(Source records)
■ ■ ■ ■
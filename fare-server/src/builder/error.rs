//! Dataset builder error types.

use crate::source::SourceError;

/// Errors that abort a build run.
///
/// Per-row problems are never errors: malformed rows are dropped and
/// counted in the [`BuildReport`](super::BuildReport).
#[derive(Debug, thiserror::Error)]
pub enum BuildError {
    /// A raw source could not be fetched
    #[error("source unavailable: {0}")]
    Source(#[from] SourceError),

    /// None of the accepted header aliases for a required field is present
    #[error("{source_name} CSV has no column for {field} (accepted headers: {aliases})")]
    MissingColumn {
        source_name: &'static str,
        field: &'static str,
        aliases: String,
    },

    /// The header row could not be read
    #[error("CSV error: {0}")]
    Csv(#[from] csv::Error),
}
■ ■ ■ ■
» **Problem details**
Your output should match the records above word for word.

» **Response area**
filename fare-server/src/builder/error.rs
//! Dataset builder error types.

use crate::source::SourceError;

/// Errors that abort a build run.
///
/// Per-row problems are never errors: malformed rows are dropped and
/// counted in the [`BuildReport`](super::BuildReport).
#[derive(Debug, thiserror::Error)]
pub enum BuildError {
    /// A raw source could not be fetched
    #[error("source unavailable: {0}")]
    Source(#[from] SourceError),

    /// None of the accepted header aliases for a required field is present
    #[error("{source_name} CSV has no column for {field} (accepted headers: {aliases})")]
    MissingColumn {
        source_name: &'static str,
        field: &'static str,
        aliases: String,
    },

    /// The header row could not be read
    #[error("CSV error: {0}")]
    Csv(#[from] csv::Error),
}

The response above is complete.